> _Task objective_
For the records below, give the count of lines holding the word "chunks" and nothing more.

(Collected data entries)
################

#[cfg(test)]
mod tests {
    use super::*;
    use std::collections::BTreeMap;
    use std::sync::{Mutex, OnceLock};
    use std::time::Duration;

    use axum::body::{to_bytes, Body, Bytes};
    use axum::http::header::{AUTHORIZATION, CONTENT_LENGTH, CONTENT_TYPE};
    use axum::http::{HeaderMap, Method, Request, StatusCode};
    use axum::routing::any;
    use ferry_auth::{Operation, Payload, TokenGenerator, TokenValidator, DEFAULT_LEEWAY};
    use ferry_common::{
        ANN_CONTENT_TYPE, ANN_POD_PHASE, ANN_POD_READY, ANN_UPLOAD_REQUEST, POD_PHASE_SUCCEEDED,
        UPLOAD_TOKEN_ISSUER,
    };
    use futures::StreamExt;
    use rsa::RsaPrivateKey;
    use tokio::net::TcpListener;
    use tokio::sync::mpsc;
    use tower::ServiceExt;

    use crate::readiness::{MockTargetReader, ReadinessPolicy, TargetLookup, TargetState};

    const NS: &str = "default";
    const PVC: &str = "disk";

    fn signing_key() -> &'static RsaPrivateKey {
        static KEY: OnceLock<RsaPrivateKey> = OnceLock::new();
        KEY.get_or_init(|| RsaPrivateKey::new(&mut rand::thread_rng(), 2048).unwrap())
    }

    fn token(payload: &Payload) -> String {
        TokenGenerator::new(UPLOAD_TOKEN_ISSUER, signing_key(), Duration::from_secs(300))
            .unwrap()
            .generate(payload)
            .unwrap()
    }

    fn upload_token() -> String {
        token(&Payload::upload(NS, PVC))
    }

    /// Sends every upload to a fixed base URL
    struct FixedResolver(String);

    impl UrlResolver for FixedResolver {
        fn resolve(&self, _namespace: &str, _name: &str, path: &str) -> String {
            format!("{}{}", self.0, path)
        }
    }

    fn target(annotations: &[(&str, &str)]) -> TargetLookup {
        TargetLookup::Found(TargetState {
            name: PVC.to_string(),
            namespace: NS.to_string(),
            annotations: annotations
                .iter()
                .map(|(k, v)| (k.to_string(), v.to_string()))
                .collect::<BTreeMap<_, _>>(),
        })
    }

    fn ready_target() -> TargetLookup {
        target(&[(ANN_UPLOAD_REQUEST, ""), (ANN_POD_READY, "true")])
    }

    fn app_with(lookup: TargetLookup, backend: &str) -> Router {
        let mut reader = MockTargetReader::new();
        reader
            .expect_get_target()
            .returning(move |_, _| Ok(lookup.clone()));

        let validator = TokenValidator::new(
            UPLOAD_TOKEN_ISSUER,
            &signing_key().to_public_key(),
            DEFAULT_LEEWAY,
        )
        .unwrap();

        router(AppState {
            authorizer: Arc::new(UploadAuthorizer::new(validator).unwrap()),
            gate: ReadinessGate::new(
                Arc::new(reader),
                ReadinessPolicy {
                    poll_interval: Duration::from_millis(10),
                    timeout: Duration::from_millis(50),
                },
            ),
            resolver: Arc::new(FixedResolver(backend.to_string())),
            client: reqwest::Client::new(),
        })
    }

    fn app(lookup: TargetLookup) -> Router {
        app_with(lookup, "http://127.0.0.1:9")
    }

    fn upload(auth: Option<&str>, body: &'static str) -> Request<Body> {
        let mut builder = Request::builder()
            .method(Method::POST)
            .uri("/v1alpha1/upload")
            .header(CONTENT_LENGTH, body.len());
        if let Some(auth) = auth {
            builder = builder.header(AUTHORIZATION, auth);
        }
        builder.body(Body::from(body)).unwrap()
    }

    async fn body_string(response: axum::response::Response) -> String {
        let bytes = to_bytes(response.into_body(), usize::MAX).await.unwrap();
        String::from_utf8(bytes.to_vec()).unwrap()
    }

    /// What the fake upload server saw
    #[derive(Debug, Clone, Default)]
    struct Received {
        method: String,
        path_and_query: String,
        content_length: Option<String>,
        content_type: Option<String>,
        body: Vec<u8>,
    }

    /// Upload server on an ephemeral port answering `status` with `reply`
    async fn spawn_backend(
        status: StatusCode,
        reply: &'static str,
    ) -> (String, Arc<Mutex<Option<Received>>>) {
        let seen = Arc::new(Mutex::new(None));
        let record = seen.clone();

        let backend = Router::new().route(
            "/{*path}",
            any(move |method: Method, uri: axum::http::Uri, headers: HeaderMap, body: Bytes| {
                let record = record.clone();
                async move {
                    let header = |name: axum::http::HeaderName| {
                        headers
                            .get(name)
                            .and_then(|v: &axum::http::HeaderValue| v.to_str().ok())
                            .map(str::to_string)
                    };
                    *record.lock().unwrap() = Some(Received {
                        method: method.to_string(),
                        path_and_query: uri
                            .path_and_query()
                            .map(|p| p.to_string())
                            .unwrap_or_default(),
                        content_length: header(CONTENT_LENGTH),
                        content_type: header(CONTENT_TYPE),
                        body: body.to_vec(),
                    });
                    (status, [(CONTENT_TYPE, "text/plain")], reply)
                }
            }),
        );

        let listener = TcpListener::bind("127.0.0.1:0").await.unwrap();
        let addr = listener.local_addr().unwrap();
        tokio::spawn(async move {
            axum::serve(listener, backend).await.unwrap();
        });

        (format!("http://{}", addr), seen)
    }

    /// Upload server that reports whether each request body arrived whole
    async fn spawn_draining_backend() -> (String, mpsc::UnboundedReceiver<std::result::Result<usize, String>>) {
        let (tx, rx) = mpsc::unbounded_channel();

        let backend = Router::new().route(
            "/{*path}",
            any(move |body: Body| {
                let tx = tx.clone();
                async move {
                    let outcome = to_bytes(body, usize::MAX)
                        .await
                        .map(|bytes| bytes.len())
                        .map_err(|e| e.to_string());
                    let _ = tx.send(outcome);
                    StatusCode::OK
                }
            }),
        );

        let listener = TcpListener::bind("127.0.0.1:0").await.unwrap();
        let addr = listener.local_addr().unwrap();
        tokio::spawn(async move {
            axum::serve(listener, backend).await.unwrap();
        });

        (format!("http://{}", addr), rx)
    }

    #[tokio::test]
    async fn healthz_is_always_ok() {
        let response = app(TargetLookup::NotFound)
            .oneshot(Request::get("/healthz").body(Body::empty()).unwrap())
            .await
            .unwrap();

        assert_eq!(response.status(), StatusCode::OK);
        assert_eq!(body_string(response).await, "OK");
    }

    #[tokio::test]
    async fn missing_authorization_is_bad_request() {
        let response = app(ready_target())
            .oneshot(upload(None, "data"))
            .await
            .unwrap();
        assert_eq!(response.status(), StatusCode::BAD_REQUEST);
    }

    #[tokio::test]
    async fn non_bearer_authorization_is_bad_request() {
        let response = app(ready_target())
            .oneshot(upload(Some("Basic dXNlcjpwYXNz"), "data"))
            .await
            .unwrap();
        assert_eq!(response.status(), StatusCode::BAD_REQUEST);
    }

    #[tokio::test]
    async fn garbage_token_is_unauthorized() {
        let response = app(ready_target())
            .oneshot(upload(Some("Bearer garbage"), "data"))
            .await
            .unwrap();
        assert_eq!(response.status(), StatusCode::UNAUTHORIZED);
    }

    #[tokio::test]
    async fn token_for_another_operation_is_unauthorized() {
        let mut payload = Payload::upload(NS, PVC);
        payload.operation = Operation::Clone;
        let auth = format!("Bearer {}", token(&payload));

        let response = app(ready_target())
            .oneshot(upload(Some(&auth), "data"))
            .await
            .unwrap();
        assert_eq!(response.status(), StatusCode::UNAUTHORIZED);
    }

    #[tokio::test]
    async fn missing_target_is_unavailable() {
        let auth = format!("Bearer {}", upload_token());
        let response = app(TargetLookup::NotFound)
            .oneshot(upload(Some(&auth), "data"))
            .await
            .unwrap();
        assert_eq!(response.status(), StatusCode::SERVICE_UNAVAILABLE);
    }

    #[tokio::test]
    async fn completed_target_is_bad_request() {
        let auth = format!("Bearer {}", upload_token());
        let completed = target(&[
            (ANN_UPLOAD_REQUEST, ""),
            (ANN_POD_PHASE, POD_PHASE_SUCCEEDED),
        ]);

        let response = app(completed)
            .oneshot(upload(Some(&auth), "data"))
            .await
            .unwrap();
        assert_eq!(response.status(), StatusCode::BAD_REQUEST);
    }

    #[tokio::test]
    async fn target_that_never_becomes_ready_is_unavailable() {
        let auth = format!("Bearer {}", upload_token());
        let response = app(target(&[(ANN_UPLOAD_REQUEST, ""), (ANN_POD_READY, "false")]))
            .oneshot(upload(Some(&auth), "data"))
            .await
            .unwrap();
        assert_eq!(response.status(), StatusCode::SERVICE_UNAVAILABLE);
    }

    #[tokio::test]
    async fn unsupported_content_type_is_unavailable() {
        let auth = format!("Bearer {}", upload_token());
        let response = app(target(&[
            (ANN_UPLOAD_REQUEST, ""),
            (ANN_POD_READY, "true"),
            (ANN_CONTENT_TYPE, "qcow"),
        ]))
        .oneshot(upload(Some(&auth), "data"))
        .await
        .unwrap();
        assert_eq!(response.status(), StatusCode::SERVICE_UNAVAILABLE);
    }

    #[tokio::test]
    async fn ready_upload_is_passed_through_byte_for_byte() {
        let (backend, seen) = spawn_backend(StatusCode::OK, "X").await;
        let auth = format!("Bearer {}", upload_token());

        let response = app_with(ready_target(), &backend)
            .oneshot(upload(Some(&auth), "image-bytes"))
            .await
            .unwrap();

        assert_eq!(response.status(), StatusCode::OK);
        assert_eq!(body_string(response).await, "X");

        let received = seen.lock().unwrap().clone().unwrap();
        assert_eq!(received.method, "POST");
        assert_eq!(received.path_and_query, "/v1alpha1/upload");
        assert_eq!(received.content_length.as_deref(), Some("11"));
        assert_eq!(received.body, b"image-bytes");
    }

    #[tokio::test]
    async fn put_query_and_backend_status_are_preserved() {
        let (backend, seen) = spawn_backend(StatusCode::ACCEPTED, "queued").await;
        let auth = format!("Bearer {}", upload_token());
        let archive = target(&[
            (ANN_UPLOAD_REQUEST, ""),
            (ANN_POD_READY, "true"),
            (ANN_CONTENT_TYPE, "archive"),
        ]);

        let request = Request::builder()
            .method(Method::PUT)
            .uri("/v1beta1/upload-async?retry=1")
            .header(AUTHORIZATION, &auth)
            .header(CONTENT_TYPE, "application/x-tar")
            .body(Body::from("tar"))
            .unwrap();

        let response = app_with(archive, &backend).oneshot(request).await.unwrap();

        assert_eq!(response.status(), StatusCode::ACCEPTED);
        assert_eq!(
            response.headers().get(CONTENT_TYPE).unwrap(),
            "text/plain"
        );
        assert_eq!(body_string(response).await, "queued");

        let received = seen.lock().unwrap().clone().unwrap();
        assert_eq!(received.method, "PUT");
        assert_eq!(received.path_and_query, "/v1beta1/upload-archive?retry=1");
        assert_eq!(received.content_type.as_deref(), Some("application/x-tar"));
        assert_eq!(received.body, b"tar");
    }

    #[tokio::test]
    async fn client_abort_mid_upload_aborts_backend_request() {
        let (backend, mut outcomes) = spawn_draining_backend().await;
        let auth = format!("Bearer {}", upload_token());

        // One chunk, then the client connection drops
        let chunks = futures::stream::iter([
            Ok(Bytes::from_static(b"first-chunk")),
            Err(std::io::Error::new(
                std::io::ErrorKind::ConnectionAborted,
                "client went away",
            )),
        ])
        .then(|chunk| async move {
            if chunk.is_err() {
                tokio::time::sleep(Duration::from_millis(100)).await;
            }
            chunk
        });

        let request = Request::builder()
            .method(Method::POST)
            .uri("/v1beta1/upload")
            .header(AUTHORIZATION, &auth)
            .body(Body::from_stream(chunks))
            .unwrap();

        let response = app_with(ready_target(), &backend)
            .oneshot(request)
            .await
            .unwrap();
        assert_eq!(response.status(), StatusCode::INTERNAL_SERVER_ERROR);

        let outcome = tokio::time::timeout(Duration::from_secs(5), outcomes.recv())
            .await
            .unwrap()
            .unwrap();
        assert!(outcome.is_err(), "backend saw a complete body: {outcome:?}");
    }

    #[tokio::test]
    async fn unreachable_backend_is_server_error() {
        let listener = TcpListener::bind("127.0.0.1:0").await.unwrap();
        let backend = format!("http://{}", listener.local_addr().unwrap());
        drop(listener);

        let auth = format!("Bearer {}", upload_token());
        let response = app_with(ready_target(), &backend)
            .oneshot(upload(Some(&auth), "data"))
            .await
            .unwrap();
        assert_eq!(response.status(), StatusCode::INTERNAL_SERVER_ERROR);
    }

    #[tokio::test]
    async fn cors_preflight_is_allowed() {
        let request = Request::builder()
            .method(Method::OPTIONS)
            .uri("/v1beta1/upload")
            .header("origin", "https://console.example.com")
            .header("access-control-request-method", "POST")
            .body(Body::empty())
            .unwrap();

        let response = app(ready_target()).oneshot(request).await.unwrap();

        assert!(response.status().is_success());
        assert_eq!(
            response
                .headers()
                .get("access-control-allow-origin")
                .unwrap(),
            "*"
        );
    }

    #[tokio::test]
    async fn get_on_upload_path_is_not_allowed() {
        let response = app(ready_target())
            .oneshot(
                Request::get("/v1beta1/upload")
                    .body(Body::empty())
                    .unwrap(),
            )
            .await
            .unwrap();
        assert_eq!(response.status(), StatusCode::METHOD_NOT_ALLOWED);
    }
}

################

> _Answer area_
2